*** Records shown Section Begins ***

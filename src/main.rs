use anyhow::Context;
use chrono::{Duration, Local, NaiveDate, NaiveTime};
use clap::Parser;
use log::{debug, info, warn};
use std::collections::BTreeSet;
use std::path::PathBuf;

mod config;
mod drugs;
mod dosing;
mod labs;
mod statistics;
mod simulation;
mod output;
mod error;

use crate::config::Config;
use crate::error::{PKError, PKResult};
use crate::drugs::catalog;
use crate::labs::LabObservation;
use crate::output::Summary;
use crate::simulation::{BodyModel, PlotOptions};
use crate::statistics::StdDevCorrection;

#[derive(Parser)]
#[command(name = "pk_timeline")]
#[command(about = "Estimate blood levels from a dosing history and lab results")]
struct Cli {
    /// Configuration file path
    #[arg(short, long)]
    config: PathBuf,
    
    /// Output directory
    #[arg(short, long)]
    output: PathBuf,
    
    /// Export the uncalibrated body burden instead of blood levels
    #[arg(long)]
    raw: bool,
    
    /// Verbose logging
    #[arg(short, long)]
    verbose: bool,
}

fn build_model(config: &Config) -> anyhow::Result<BodyModel> {
    let mut model = BodyModel::new(config.model.start_date, config.model.step)?;
    
    let mut known = BTreeSet::new();
    for (key, drug_config) in &config.drugs {
        match catalog::create_drug(&drug_config.name) {
            Some(drug) => {
                let mut drug = drug?;
                drug.set_factor(drug_config.factor);
                model.add_drug(key, drug);
                known.insert(key.clone());
            }
            None => warn!("Cannot find drug {} in the catalog, skipping {}", drug_config.name, key),
        }
    }
    
    for (key, doses) in &config.doses {
        if !known.contains(key) {
            warn!("Skipping {} doses of unresolved drug {}", doses.len(), key);
            continue;
        }
        for dose in doses {
            model.add_dose(key, dose.dose, dose.date)
                .with_context(|| format!("Adding dose of {} at {}", key, dose.date))?;
        }
        debug!("{} has {} pending doses", key, model.pending_doses(key));
    }
    
    // Drop lab values of skipped drugs, and draws left without any value
    let observations: Vec<LabObservation> = config.labs
        .iter()
        .map(|lab| {
            lab.values
                .iter()
                .filter(|(key, _)| known.contains(*key))
                .fold(LabObservation::new(lab.date), |obs, (key, value)| obs.with_value(key, *value))
        })
        .filter(|obs| !obs.values.is_empty())
        .collect();
    model.add_lab_data_list(observations);
    
    for event in &config.model.events {
        model.add_event(event.event_date.and_time(NaiveTime::MIN), event.transition);
    }
    debug!("{} lab draws and {} events registered", model.labs().len(), model.events().len());
    
    Ok(model)
}

/// Last simulated day, `days_into_future` after `today`.
fn simulation_end(today: NaiveDate, days_into_future: i64) -> PKResult<NaiveDate> {
    Duration::try_days(days_into_future)
        .and_then(|ahead| today.checked_add_signed(ahead))
        .ok_or_else(|| PKError::Configuration(
            format!("days_into_future of {} runs past the end of the calendar", days_into_future)
        ))
}

fn main() -> anyhow::Result<()> {
    let cli = Cli::parse();
    
    // Initialize logging
    if cli.verbose {
        env_logger::Builder::from_default_env()
            .filter_level(log::LevelFilter::Debug)
            .init();
    } else {
        env_logger::Builder::from_default_env()
            .filter_level(log::LevelFilter::Info)
            .init();
    }
    
    let config = Config::from_file(&cli.config)
        .with_context(|| format!("Loading configuration from {:?}", cli.config))?;
    info!("Loaded configuration from {:?} with {} doses", cli.config, config.dose_count());
    
    let mut model = build_model(&config)?;
    
    let until = simulation_end(Local::now().date_naive(), config.model.days_into_future)?;
    model.calculate_timeline(until)?;
    info!("Timeline calculated until {} ({} steps)", until, model.duration());
    
    let (std_dev_count, p_confidence) = if config.graph.two_std_dev_in_band {
        (2.0, ".046")
    } else {
        (1.0, ".317")
    };
    
    let calibrated = !cli.raw && !model.labs().is_empty();
    if calibrated {
        model.estimate_blood_levels(StdDevCorrection::from_corrected(config.model.corrected_std_dev))?;
    }
    
    let summary = Summary::from_model(&model, std_dev_count, p_confidence);
    for drug in &summary.drugs {
        if let Some(message) = &drug.current_level {
            info!("{}", message);
        }
        if let Some(doses) = &drug.doses {
            info!(
                "{}: {:8.2}mg over {} doses for an average dose of {:5.3}mg",
                drug.name, doses.total, doses.count, doses.average
            );
        }
        if let Some(stats) = &drug.statistics {
            info!(
                "Average blood level for {} is {:6.2} ± {:6.2} ng/l (P<{})",
                drug.name, stats.mean, stats.std_dev * std_dev_count, p_confidence
            );
        }
    }
    
    let options = PlotOptions {
        display_step: config.graph.units,
        calibrated,
        stddev_multiplier: std_dev_count,
        offset: config.graph.x_offset,
        use_wallclock: config.graph.use_x_date,
        color: true,
        ..PlotOptions::default()
    };
    let data = model.get_plot_data(&options);
    let labs = model.get_plot_lab_levels(options.display_step, options.offset, options.use_wallclock);
    let errors = if calibrated { model.prediction_errors() } else { Vec::new() };
    
    std::fs::create_dir_all(&cli.output)?;
    crate::output::save_results(&data, &labs, &errors, &summary, &cli.output)
        .with_context(|| format!("Writing results to {:?}", cli.output))?;
    info!("Results saved to {:?}", cli.output);
    
    Ok(())
}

*** Records shown Section Ends ***

#### Problem to work on
Reproduce each record above exactly, keeping every word as it stands.

#### The answer
filename src/main.rs
use anyhow::Context;
use chrono::{Duration, Local, NaiveDate, NaiveTime};
use clap::Parser;
use log::{debug, info, warn};
use std::collections::BTreeSet;
use std::path::PathBuf;

mod config;
mod drugs;
mod dosing;
mod labs;
mod statistics;
mod simulation;
mod output;
mod error;

use crate::config::Config;
use crate::error::{PKError, PKResult};
use crate::drugs::catalog;
use crate::labs::LabObservation;
use crate::output::Summary;
use crate::simulation::{BodyModel, PlotOptions};
use crate::statistics::StdDevCorrection;

#[derive(Parser)]
#[command(name = "pk_timeline")]
#[command(about = "Estimate blood levels from a dosing history and lab results")]
struct Cli {
    /// Configuration file path
    #[arg(short, long)]
    config: PathBuf,
    
    /// Output directory
    #[arg(short, long)]
    output: PathBuf,
    
    /// Export the uncalibrated body burden instead of blood levels
    #[arg(long)]
    raw: bool,
    
    /// Verbose logging
    #[arg(short, long)]
    verbose: bool,
}

fn build_model(config: &Config) -> anyhow::Result<BodyModel> {
    let mut model = BodyModel::new(config.model.start_date, config.model.step)?;
    
    let mut known = BTreeSet::new();
    for (key, drug_config) in &config.drugs {
        match catalog::create_drug(&drug_config.name) {
            Some(drug) => {
                let mut drug = drug?;
                drug.set_factor(drug_config.factor);
                model.add_drug(key, drug);
                known.insert(key.clone());
            }
            None => warn!("Cannot find drug {} in the catalog, skipping {}", drug_config.name, key),
        }
    }
    
    for (key, doses) in &config.doses {
        if !known.contains(key) {
            warn!("Skipping {} doses of unresolved drug {}", doses.len(), key);
            continue;
        }
        for dose in doses {
            model.add_dose(key, dose.dose, dose.date)
                .with_context(|| format!("Adding dose of {} at {}", key, dose.date))?;
        }
        debug!("{} has {} pending doses", key, model.pending_doses(key));
    }
    
    // Drop lab values of skipped drugs, and draws left without any value
    let observations: Vec<LabObservation> = config.labs
        .iter()
        .map(|lab| {
            lab.values
                .iter()
                .filter(|(key, _)| known.contains(*key))
                .fold(LabObservation::new(lab.date), |obs, (key, value)| obs.with_value(key, *value))
        })
        .filter(|obs| !obs.values.is_empty())
        .collect();
    model.add_lab_data_list(observations);
    
    for event in &config.model.events {
        model.add_event(event.event_date.and_time(NaiveTime::MIN), event.transition);
    }
    debug!("{} lab draws and {} events registered", model.labs().len(), model.events().len());
    
    Ok(model)
}

/// Last simulated day, `days_into_future` after `today`.
fn simulation_end(today: NaiveDate, days_into_future: i64) -> PKResult<NaiveDate> {
    Duration::try_days(days_into_future)
        .and_then(|ahead| today.checked_add_signed(ahead))
        .ok_or_else(|| PKError::Configuration(
            format!("days_into_future of {} runs past the end of the calendar", days_into_future)
        ))
}

fn main() -> anyhow::Result<()> {
    let cli = Cli::parse();
    
    // Initialize logging
    if cli.verbose {
        env_logger::Builder::from_default_env()
            .filter_level(log::LevelFilter::Debug)
            .init();
    } else {
        env_logger::Builder::from_default_env()
            .filter_level(log::LevelFilter::Info)
            .init();
    }
    
    let config = Config::from_file(&cli.config)
        .with_context(|| format!("Loading configuration from {:?}", cli.config))?;
    info!("Loaded configuration from {:?} with {} doses", cli.config, config.dose_count());
    
    let mut model = build_model(&config)?;
    
    let until = simulation_end(Local::now().date_naive(), config.model.days_into_future)?;
    model.calculate_timeline(until)?;
    info!("Timeline calculated until {} ({} steps)", until, model.duration());
    
    let (std_dev_count, p_confidence) = if config.graph.two_std_dev_in_band {
        (2.0, ".046")
    } else {
        (1.0, ".317")
    };
    
    let calibrated = !cli.raw && !model.labs().is_empty();
    if calibrated {
        model.estimate_blood_levels(StdDevCorrection::from_corrected(config.model.corrected_std_dev))?;
    }
    
    let summary = Summary::from_model(&model, std_dev_count, p_confidence);
    for drug in &summary.drugs {
        if let Some(message) = &drug.current_level {
            info!("{}", message);
        }
        if let Some(doses) = &drug.doses {
            info!(
                "{}: {:8.2}mg over {} doses for an average dose of {:5.3}mg",
                drug.name, doses.total, doses.count, doses.average
            );
        }
        if let Some(stats) = &drug.statistics {
            info!(
                "Average blood level for {} is {:6.2} ± {:6.2} ng/l (P<{})",
                drug.name, stats.mean, stats.std_dev * std_dev_count, p_confidence
            );
        }
    }
    
    let options = PlotOptions {
        display_step: config.graph.units,
        calibrated,
        stddev_multiplier: std_dev_count,
        offset: config.graph.x_offset,
        use_wallclock: config.graph.use_x_date,
        color: true,
        ..PlotOptions::default()
    };
    let data = model.get_plot_data(&options);
    let labs = model.get_plot_lab_levels(options.display_step, options.offset, options.use_wallclock);
    let errors = if calibrated { model.prediction_errors() } else { Vec::new() };
    
    std::fs::create_dir_all(&cli.output)?;
    crate::output::save_results(&data, &labs, &errors, &summary, &cli.output)
        .with_context(|| format!("Writing results to {:?}", cli.output))?;
    info!("Results saved to {:?}", cli.output);
    
    Ok(())
}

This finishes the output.